Data to examine section start

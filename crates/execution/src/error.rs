//! Errors reported before a batch is dispatched.

use taskpool_core::TaskId;

/// Result type for executor calls.
pub type Result<T> = std::result::Result<T, ExecutorError>;

/// Invalid arguments to a submit call.
///
/// Returned synchronously; nothing has been spawned when one of these is seen.
/// Failures of individual tasks are never reported here, they are outcomes.
#[derive(Debug, Clone, PartialEq, Eq, thiserror::Error)]
pub enum ExecutorError {
    /// Concurrency limit below one
    #[error("Concurrency limit must be at least 1, got {0}")]
    InvalidConcurrencyLimit(usize),

    /// Two tasks in one batch share an id
    #[error("Duplicate task id in batch: {0}")]
    DuplicateTaskId(TaskId),

    /// Called outside a Tokio runtime
    #[error("Executor must be used from within a Tokio runtime")]
    NoRuntime,
}
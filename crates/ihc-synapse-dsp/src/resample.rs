// Copyright 2025 Neuraville Inc.
// SPDX-License-Identifier: Apache-2.0

//! # Rational-Factor Resampling
//!
//! Changes the sample rate of a signal by `up / down` with a polyphase FIR:
//!
//! ```text
//! 1. Conceptually insert (up - 1) zeros between samples
//! 2. Low-pass at min(π/up, π/down) with a Kaiser-windowed sinc (β = 5)
//! 3. Keep every `down`-th sample
//! ```
//!
//! The filter is never applied to the zero-stuffed signal: each output sample only
//! visits the input samples that land on non-zero taps, so the cost is
//! `O(output_len × taps / up)`. The filter group delay is compensated, so output sample
//! `m` is aligned with input time `m · down / up`.

use core::f64::consts::PI;

use tracing::trace;

use crate::error::{DspError, Result};

/// Filter half-length in units of `max(up, down)`
const HALF_LENGTH_FACTOR: usize = 10;

/// Kaiser window shape parameter
const KAISER_BETA: f64 = 5.0;

/// Resample `x` by the rational factor `up / down`
///
/// Output length is `ceil(x.len() · up / down)`.
///
/// # Errors
/// - [`DspError::InvalidResampleFactors`] if either factor is zero
/// - [`DspError::EmptySignal`] if `x` is empty
///
/// # Example
/// ```
/// use ihc_synapse_dsp::resample;
///
/// let x = vec![1.0; 40];
/// let y = resample(&x, 1, 4).unwrap();
/// assert_eq!(y.len(), 10);
/// ```
pub fn resample(x: &[f64], up: usize, down: usize) -> Result<Vec<f64>> {
    if up == 0 || down == 0 {
        return Err(DspError::InvalidResampleFactors { up, down });
    }
    if x.is_empty() {
        return Err(DspError::EmptySignal);
    }

    let g = gcd(up, down);
    let (up, down) = (up / g, down / g);
    if up == 1 && down == 1 {
        return Ok(x.to_vec());
    }

    let (taps, half) = design_filter(up, down);
    let n = x.len();
    let out_len = (n * up + down - 1) / down;
    trace!(
        "[RESAMPLE] up={} down={} taps={} in={} out={}",
        up,
        down,
        taps.len(),
        n,
        out_len
    );

    let mut y = Vec::with_capacity(out_len);
    for m in 0..out_len {
        // Position in the (virtual) zero-stuffed signal, shifted by the filter delay
        let u = m * down + half;
        let lo = if u >= taps.len() {
            (u - taps.len()) / up + 1
        } else {
            0
        };
        let hi = (u / up).min(n - 1);
        let mut acc = 0.0;
        if lo <= hi {
            for (i, xi) in x.iter().enumerate().take(hi + 1).skip(lo) {
                acc += xi * taps[u - i * up];
            }
        }
        y.push(acc);
    }
    Ok(y)
}

/// Kaiser-windowed sinc low-pass, scaled by `up` to preserve amplitude
fn design_filter(up: usize, down: usize) -> (Vec<f64>, usize) {
    let m = up.max(down);
    let half = HALF_LENGTH_FACTOR * m;
    let len = 2 * half + 1;
    let cutoff = 1.0 / (2.0 * m as f64);
    let norm = bessel_i0(KAISER_BETA);

    let taps = (0..len)
        .map(|i| {
            let t = i as f64 - half as f64;
            let sinc = if i == half {
                2.0 * cutoff
            } else {
                (2.0 * PI * cutoff * t).sin() / (PI * t)
            };
            let r = 2.0 * i as f64 / (len - 1) as f64 - 1.0;
            let window = bessel_i0(KAISER_BETA * (1.0 - r * r).max(0.0).sqrt()) / norm;
            up as f64 * sinc * window
        })
        .collect();
    (taps, half)
}

/// Zeroth-order modified Bessel function of the first kind (power series)
fn bessel_i0(x: f64) -> f64 {
    let mut sum = 1.0;
    let mut term = 1.0;
    let mut k = 1.0;
    loop {
        let r = x / (2.0 * k);
        term *= r * r;
        sum += term;
        if term < 1e-16 * sum {
            return sum;
        }
        k += 1.0;
    }
}

fn gcd(a: usize, b: usize) -> usize {
    if b == 0 {
        a
    } else {
        gcd(b, a % b)
    }
}

#[cfg(test)]
mod tests {
    use super::*;

    #[test]
    fn test_output_length() {
        let x = vec![0.5; 123];
        assert_eq!(resample(&x, 1, 10).unwrap().len(), 13);
        assert_eq!(resample(&x, 3, 1).unwrap().len(), 369);
        assert_eq!(resample(&x, 2, 4).unwrap().len(), 62);
    }

    #[test]
    fn test_identity_factor_copies() {
        let x = vec![1.0, -2.0, 3.5];
        assert_eq!(resample(&x, 5, 5).unwrap(), x);
    }

    #[test]
    fn test_upsampling_passes_through_original_samples() {
        let x: Vec<f64> = (0..12).map(|i| (0.2 * PI * i as f64).sin()).collect();
        let y = resample(&x, 1000, 1).unwrap();
        assert_eq!(y.len(), 12_000);
        for (j, xj) in x.iter().enumerate() {
            assert!((y[1000 * j] - xj).abs() < 1e-9, "sample {}", j);
        }
    }

    #[test]
    fn test_downsampling_slow_sine() {
        let x: Vec<f64> = (0..400).map(|i| (2.0 * PI * 0.01 * i as f64).sin()).collect();
        let y = resample(&x, 1, 10).unwrap();
        for j in 3..37 {
            assert!((y[j] - x[10 * j]).abs() < 0.01, "output {}: {} vs {}", j, y[j], x[10 * j]);
        }
    }

    #[test]
    fn test_constant_interior_preserved() {
        let x = vec![2.0; 2000];
        let y = resample(&x, 1, 10).unwrap();
        for v in &y[20..180] {
            assert!((v - 2.0).abs() < 0.01, "{}", v);
        }
    }

    #[test]
    fn test_rejects_bad_input() {
        assert_eq!(
            resample(&[1.0], 0, 3),
            Err(DspError::InvalidResampleFactors { up: 0, down: 3 })
        );
        assert_eq!(resample(&[], 1, 3), Err(DspError::EmptySignal));
    }

    #[test]
    fn test_bessel_i0_known_values() {
        assert!((bessel_i0(0.0) - 1.0).abs() < 1e-15);
        assert!((bessel_i0(1.0) - 1.266_065_877_752_008_4).abs() < 1e-12);
        assert!((bessel_i0(5.0) - 27.239_871_823_604_44).abs() < 1e-9);
    }
}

Data to examine section end

If a line in the entries holds the word "usize", count it. Report the total only.

5